These murders of individual Jews were followed by the siege, expropriation, and expulsion of the Medinan Jewish tribes B. Qaynuqa and B. Nadir, and the subsequent massacre of the Jewish men of the B. Qurayza whose wives, children, and possessions were then seized as booty by the Muslims. Muhammad subsequently prepared for his campaign against Khaybar—a farming oasis and the last Jewish stronghold in Northern Arabia, where survivors (most notably, the B. Nadir) of the Muslims earlier attacks on Medinan Jewry had also sought refuge—with two further political assassinations. Bloody assaults by the Muslims which ensued shortly afterwards resulted in the complete subjugation of the Jews of Khaybar, the survivors becoming dhimmis. The theological animus which motivated Muhammad’s political subjugation of the Jews, specifically, became an indelible part of Muslim attitudes toward Jews across space and time. It also defined eternal parameters in which Jews would be permitted to live as humiliated Muslim dhimmis, the Jews of Khaybar—who, according to the hadith and sira, were eventually expelled from Arabia by Caliph Umar—being the prototype.
And a profoundly anti-Jewish motif occurring after the events recorded in the hadith and sira, put forth in early Muslim historiography (for example, by Tabari), is most assuredly a part of “the birth pangs” of Islam: the story of Abd Allah b. Saba, an alleged renegade Yemenite Jew, and founder of the heterodox Shi’ite sect. He is held responsible—identified as a Jew—for promoting the Shi’ite heresy and fomenting the rebellion and internal strife associated with this primary breach in Islam’s “political innocence”, culminating in the assassination of the third Rightly Guided Caliph Uthman, and the bitter, lasting legacy of Sunni-Shi’ite sectarian strife.

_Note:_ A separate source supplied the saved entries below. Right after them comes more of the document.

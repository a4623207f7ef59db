use crate::types::Row;
use crate::{COMMIT_TIME_COLUMN, REVISION_COLUMN};
use serde_json::Value;
use std::collections::{HashMap, HashSet};

/// How rows describing the same observation in several revisions are handled.
#[derive(Debug, Clone, Default, PartialEq, Eq)]
pub enum DedupPolicy {
    /// Keep every row from every revision.
    #[default]
    KeepAll,
    /// For each distinct tuple of `key` column values keep only the row from
    /// the latest revision. Rows lacking every key column are always kept.
    LatestRevisionWins { key: Vec<String> },
}

/// The reconstructed history: rows in commit-time order.
#[derive(Debug, Clone, Default, PartialEq)]
pub struct Table {
    /// Data columns in first-seen order, then the revision and commit time columns.
    /// Empty when the table has no rows.
    pub columns: Vec<String>,
    pub rows: Vec<Row>,
}

impl Table {
    pub fn len(&self) -> usize {
        self.rows.len()
    }

    pub fn is_empty(&self) -> bool {
        self.rows.is_empty()
    }
}

/// Merge tagged rows (oldest revision first) into a [`Table`].
///
/// Rows are stably sorted by commit instant, so rows of one revision stay
/// together and revisions with equal times keep their input order. The column
/// union covers the rows that survive deduplication, in input order. Excluded
/// columns are dropped; naming a column that never occurs is not an error.
pub fn merge(rows: Vec<Row>, excluded: &[String], dedup: &DedupPolicy) -> Table {
    if rows.is_empty() {
        return Table::default();
    }

    let excluded: HashSet<&str> = excluded.iter().map(|c| c.as_str()).collect();

    let mut rows: Vec<(usize, Row)> = rows.into_iter().enumerate().collect();
    rows.sort_by(|(_, a), (_, b)| a.commit_time.cmp(&b.commit_time));

    let rows = match dedup {
        DedupPolicy::KeepAll => rows,
        DedupPolicy::LatestRevisionWins { key } => latest_per_key(rows, key),
    };

    let columns = column_union(&rows, &excluded);
    let rows = rows
        .into_iter()
        .map(|(_, mut row)| {
            row.fields.retain(|name, _| !excluded.contains(name.as_str()));
            row
        })
        .collect();

    Table { columns, rows }
}

fn column_union(rows: &[(usize, Row)], excluded: &HashSet<&str>) -> Vec<String> {
    let mut in_input_order: Vec<&(usize, Row)> = rows.iter().collect();
    in_input_order.sort_by_key(|(idx, _)| *idx);

    let mut columns = Vec::new();
    let mut seen: HashSet<&str> = HashSet::new();
    for (_, row) in in_input_order {
        for name in row.fields.keys() {
            if !excluded.contains(name.as_str()) && seen.insert(name.as_str()) {
                columns.push(name.clone());
            }
        }
    }
    columns.push(REVISION_COLUMN.to_string());
    columns.push(COMMIT_TIME_COLUMN.to_string());
    columns
}

fn latest_per_key(rows: Vec<(usize, Row)>, key: &[String]) -> Vec<(usize, Row)> {
    let keys: Vec<Option<String>> = rows.iter().map(|(_, row)| dedup_key(row, key)).collect();

    let mut last: HashMap<&str, usize> = HashMap::new();
    for (pos, k) in keys.iter().enumerate() {
        if let Some(k) = k {
            last.insert(k.as_str(), pos);
        }
    }

    rows.into_iter()
        .zip(keys.iter())
        .enumerate()
        .filter(|(pos, (_, k))| match k {
            Some(k) => last.get(k.as_str()) == Some(pos),
            None => true,
        })
        .map(|(_, (row, _))| row)
        .collect()
}

fn dedup_key(row: &Row, key: &[String]) -> Option<String> {
    let values: Vec<&Value> = key
        .iter()
        .map(|column| row.get(column).unwrap_or(&Value::Null))
        .collect();
    if values.iter().all(|v| v.is_null()) {
        return None;
    }
    serde_json::to_string(&values).ok()
}
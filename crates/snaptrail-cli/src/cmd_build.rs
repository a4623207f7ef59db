use anyhow::{Context, Result};
use clap::{Args, ValueEnum};
use snaptrail::{DedupPolicy, NormalizeOptions, ReconstructOptions, Table, TimeZoneMode};
use snaptrail_git::ReconstructConfig;
use std::fs::File;
use std::io::{BufWriter, Write};
use std::path::{Path, PathBuf};
use tracing::debug;

#[derive(Args, Debug)]
pub struct BuildArgs {
    /// Path to the git repository
    #[arg(short, long, default_value = ".")]
    repo: PathBuf,

    /// Tracked file, relative to the repository root
    #[arg(short, long)]
    path: String,

    /// Branch name or revision expression
    #[arg(short, long, default_value = "main")]
    branch: String,

    /// Top-level field holding the observation list
    #[arg(long, default_value = snaptrail::DEFAULT_SEQUENCE_FIELD)]
    sequence_field: String,

    /// Columns to drop from the output (comma-separated or repeated)
    #[arg(long, value_delimiter = ',', default_values = snaptrail::DEFAULT_EXCLUDED_COLUMNS)]
    exclude: Vec<String>,

    /// Keep every column, ignoring --exclude
    #[arg(long)]
    no_exclude: bool,

    /// Zone for commit times: local, utc or commit
    #[arg(long, default_value_t = TimeZoneMode::Local)]
    time_zone: TimeZoneMode,

    /// Flatten nested objects in observations into columns joined by this separator
    #[arg(long)]
    flatten: Option<String>,

    /// Keep only the latest revision's row per value of these columns
    #[arg(long = "dedup-key", value_delimiter = ',')]
    dedup_key: Vec<String>,

    /// Output format
    #[arg(long, value_enum, default_value_t = OutputFormat::Csv)]
    format: OutputFormat,

    /// Output file (use - for stdout) [default: data_history.csv or data_history.json]
    #[arg(short, long)]
    output: Option<String>,
}

#[derive(ValueEnum, Clone, Copy, Debug, PartialEq, Eq)]
pub enum OutputFormat {
    Csv,
    Json,
}

impl OutputFormat {
    fn default_output(self) -> &'static str {
        match self {
            OutputFormat::Csv => "data_history.csv",
            OutputFormat::Json => "data_history.json",
        }
    }
}

impl BuildArgs {
    fn config(&self) -> Result<ReconstructConfig> {
        let repo_path = if self.repo.is_absolute() {
            self.repo.clone()
        } else {
            std::env::current_dir()?.join(&self.repo)
        };

        let excluded_columns = if self.no_exclude {
            Vec::new()
        } else {
            self.exclude
                .iter()
                .map(|c| c.trim())
                .filter(|c| !c.is_empty())
                .map(|c| c.to_string())
                .collect()
        };

        let dedup = if self.dedup_key.is_empty() {
            DedupPolicy::KeepAll
        } else {
            DedupPolicy::LatestRevisionWins {
                key: self.dedup_key.clone(),
            }
        };

        Ok(ReconstructConfig {
            repository_location: repo_path,
            tracked_path: self.path.clone(),
            reference: self.branch.clone(),
            options: ReconstructOptions {
                normalize: NormalizeOptions {
                    sequence_field: self.sequence_field.clone(),
                    flatten_separator: self.flatten.clone(),
                },
                excluded_columns,
                time_zone: self.time_zone,
                dedup,
            },
        })
    }
}

pub fn run(args: BuildArgs, pretty: bool) -> Result<()> {
    let config = args.config()?;
    debug!(?config, "resolved build configuration");
    let report = snaptrail_git::reconstruct(&config)?;

    let output = args
        .output
        .clone()
        .unwrap_or_else(|| args.format.default_output().to_string());

    if output == "-" {
        let stdout = std::io::stdout();
        write_table(&report.table, args.format, pretty, stdout.lock())?;
        return Ok(());
    }

    let path = Path::new(&output);
    let file = File::create(path).with_context(|| format!("Failed to create {:?}", path))?;
    write_table(&report.table, args.format, pretty, BufWriter::new(file))
        .with_context(|| format!("Failed to write {:?}", path))?;

    println!(
        "Wrote {} rows ({} columns) to {}",
        report.table.len(),
        report.table.columns.len(),
        path.display()
    );
    println!(
        "Revisions: {} processed, {} skipped",
        report.processed,
        report.skipped.len()
    );
    Ok(())
}

fn write_table<W: Write>(
    table: &Table,
    format: OutputFormat,
    pretty: bool,
    mut writer: W,
) -> Result<()> {
    match format {
        OutputFormat::Csv => snaptrail::write_csv(table, writer)?,
        OutputFormat::Json => {
            let json = snaptrail::to_json(table, pretty)?;
            writeln!(writer, "{}", json)?;
            writer.flush()?;
        }
    }
    Ok(())
}
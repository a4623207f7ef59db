use crate::error::{ContentError, Result};
use crate::types::Revision;

/// The history of one tracked path.
///
/// Implement this on your backend's handle (e.g. `snaptrail_git::GitSource`).
pub trait RevisionSource {
    /// Revisions that modified the tracked path, oldest first.
    ///
    /// Failing here aborts a reconstruction, so errors should be
    /// [`Error::RevisionEnumeration`](crate::Error::RevisionEnumeration)s
    /// naming the location, path and ref.
    fn list_revisions(&self) -> Result<Vec<Revision>>;

    /// Bytes of the tracked path as of `revision`.
    ///
    /// Returns [`ContentError::NotFound`] when the path does not exist there
    /// (e.g. at the revision that deleted it).
    fn content_at(&self, revision: &Revision) -> std::result::Result<Vec<u8>, ContentError>;
}
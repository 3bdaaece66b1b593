//! Parser for Python dependency files (requirements.txt, pyproject.toml)

use super::{ANY_VERSION, DependencyMap, Parser};

/// Parser for Python dependency files.
///
/// Detects the format from the content: a file with line-anchored
/// `[project...]` or `[tool.poetry...]` section headers is parsed as
/// pyproject.toml, anything else as requirements.txt.
#[derive(Debug, Default)]
pub struct PythonParser;

impl PythonParser {
    pub fn new() -> Self {
        Self
    }
}

impl Parser for PythonParser {
    fn parse(&self, content: &str) -> DependencyMap {
        // Use line-anchored detection to avoid false positives like
        // "mypkg[project]==1.2"
        if is_pyproject_toml(content) {
            parse_pyproject_toml(content)
        } else {
            parse_requirements_txt(content)
        }
    }
}

/// Check if content is a pyproject.toml file by looking for line-anchored
/// section headers.
fn is_pyproject_toml(content: &str) -> bool {
    for line in content.lines() {
        let trimmed = line.trim();
        if trimmed.starts_with("[project") && is_valid_section_header(trimmed, "[project") {
            return true;
        }
        if trimmed.starts_with("[tool.poetry") && is_valid_section_header(trimmed, "[tool.poetry") {
            return true;
        }
    }
    false
}

/// Check if a line is a valid TOML section header starting with the given
/// prefix. Allows optional whitespace and comments after the closing ']'.
fn is_valid_section_header(line: &str, prefix: &str) -> bool {
    let after_prefix = &line[prefix.len()..];

    let Some(bracket_pos) = after_prefix.find(']') else {
        return false;
    };

    // Between prefix and ']': must be empty or a dotted continuation
    let inner = &after_prefix[..bracket_pos];
    if !inner.is_empty() && !inner.starts_with('.') {
        return false;
    }

    // After ']': only whitespace or a comment
    let after_bracket = after_prefix[bracket_pos + 1..].trim_start();
    after_bracket.is_empty() || after_bracket.starts_with('#')
}

/// Parse requirements.txt format.
fn parse_requirements_txt(content: &str) -> DependencyMap {
    let mut map = DependencyMap::new();

    for line in content.lines() {
        let trimmed = line.trim();

        // Skip empty lines, comments, and option lines (-r, --index-url, ...)
        if trimmed.is_empty() || trimmed.starts_with('#') || trimmed.starts_with('-') {
            continue;
        }

        // Skip URL dependencies (package @ https://...)
        if trimmed.contains(" @ ") {
            continue;
        }

        if let Some((name, version)) = parse_requirement_entry(trimmed) {
            map.insert(&name, &version);
        }
    }

    map
}
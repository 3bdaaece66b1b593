//! Parser for Ruby Gemfile files
//!
//! Supports `gem` declarations with an optional version constraint, in
//! both bare and parenthesized form. Lines without the `gem` keyword and
//! pure comments are ignored.

use super::{ANY_VERSION, DependencyMap, Parser};

/// Parser for Ruby Gemfile manifests.
#[derive(Debug, Default)]
pub struct RubyParser;

impl RubyParser {
    pub fn new() -> Self {
        Self
    }
}

impl Parser for RubyParser {
    fn parse(&self, content: &str) -> DependencyMap {
        let mut map = DependencyMap::new();

        for line in content.lines() {
            let trimmed = line.trim();

            if trimmed.is_empty() || trimmed.starts_with('#') {
                continue;
            }

            if let Some((name, version)) = parse_gem_declaration(trimmed) {
                map.insert(&name, &version);
            }
        }

        map
    }
}

/// Parse a `gem 'name'[, 'constraint'[, options]]` declaration.
fn parse_gem_declaration(line: &str) -> Option<(String, String)> {
    let after_gem = if let Some(rest) = line.strip_prefix("gem(") {
        rest.strip_suffix(')').unwrap_or(rest)
    } else if let Some(rest) = line.strip_prefix("gem ") {
        rest
    } else {
        return None;
    };

    let bytes = after_gem.as_bytes();

    // First argument: the gem name
    let (name, name_end) = parse_quoted_string(bytes, 0)?;
    if name.is_empty() {
        return None;
    }

    // Optional second argument: the version constraint
    let version = match second_argument(bytes, name_end) {
        Some(v) => v,
        None => ANY_VERSION.to_string(),
    };

    Some((name, version))
}

/// Parse the argument after the first comma, if it is a quoted version
/// constraint. Hash options (`git:`, `require:`, ...) are not versions.
fn second_argument(bytes: &[u8], from: usize) -> Option<String> {
    let len = bytes.len();
    let mut idx = from;

    while idx < len && bytes[idx] != b',' {
        idx += 1;
    }
    if idx >= len {
        return None;
    }
    idx += 1; // skip comma

    while idx < len && (bytes[idx] == b' ' || bytes[idx] == b'\t') {
        idx += 1;
    }
    if idx >= len {
        return None;
    }

    // Not a quoted string means a hash option like git: or path:
    if bytes[idx] != b'\'' && bytes[idx] != b'"' {
        return None;
    }

    let (version, _) = parse_quoted_string(bytes, idx)?;
    if version.is_empty() || version.contains(':') {
        return None;
    }
    Some(version)
}

/// Parse a quoted string starting at `start`, returning (string, end index).
fn parse_quoted_string(bytes: &[u8], start: usize) -> Option<(String, usize)> {
    let len = bytes.len();
    let mut idx = start;

    while idx < len && (bytes[idx] == b' ' || bytes[idx] == b'\t') {
        idx += 1;
    }
    if idx >= len {
        return None;
    }

    let quote = bytes[idx];
    if quote != b'\'' && quote != b'"' {
        return None;
    }
    idx += 1;

    let string_start = idx;
    while idx < len && bytes[idx] != quote {
        idx += 1;
    }
    if idx >= len {
        return None;
    }

    let s = std::str::from_utf8(&bytes[string_start..idx]).ok()?;
    Some((s.to_string(), idx + 1))
}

As noted previously, consistent with Islam’s theological Jew-hatred, S.D. Goitein’s seminal analyses of the Cairo Geniza materials from the high Middle Ages (~ 950-1250), reveal that Jews living a millennium ago were already experiencing an indigenous Muslim Antisemitism in the Middle East and North Africa. The intensity of this Muslim Jew-hatred motivated Jews of the era to coin two unique Hebrew words: sinuth for Muslim Antisemitism, and sone for the Muslim haters who promulgated it. Moreover, two independent Muslim observers writing in the mid-9th century (the polymath al-Jahiz, and the Sufi theologian al-Muhasibi) suggest the most plausible sources of such anti-Jewish animus among the Muslim masses were Koran 5:82, and the sira accounts of Muhammad’s interactions with the Jews of Medina. Nearly a thousand years later in mid-19th century Egypt, E.W. Lane also attributed the Jew hatred he commonly witnessed among ordinary Muslims to their understanding of Koran 5:82.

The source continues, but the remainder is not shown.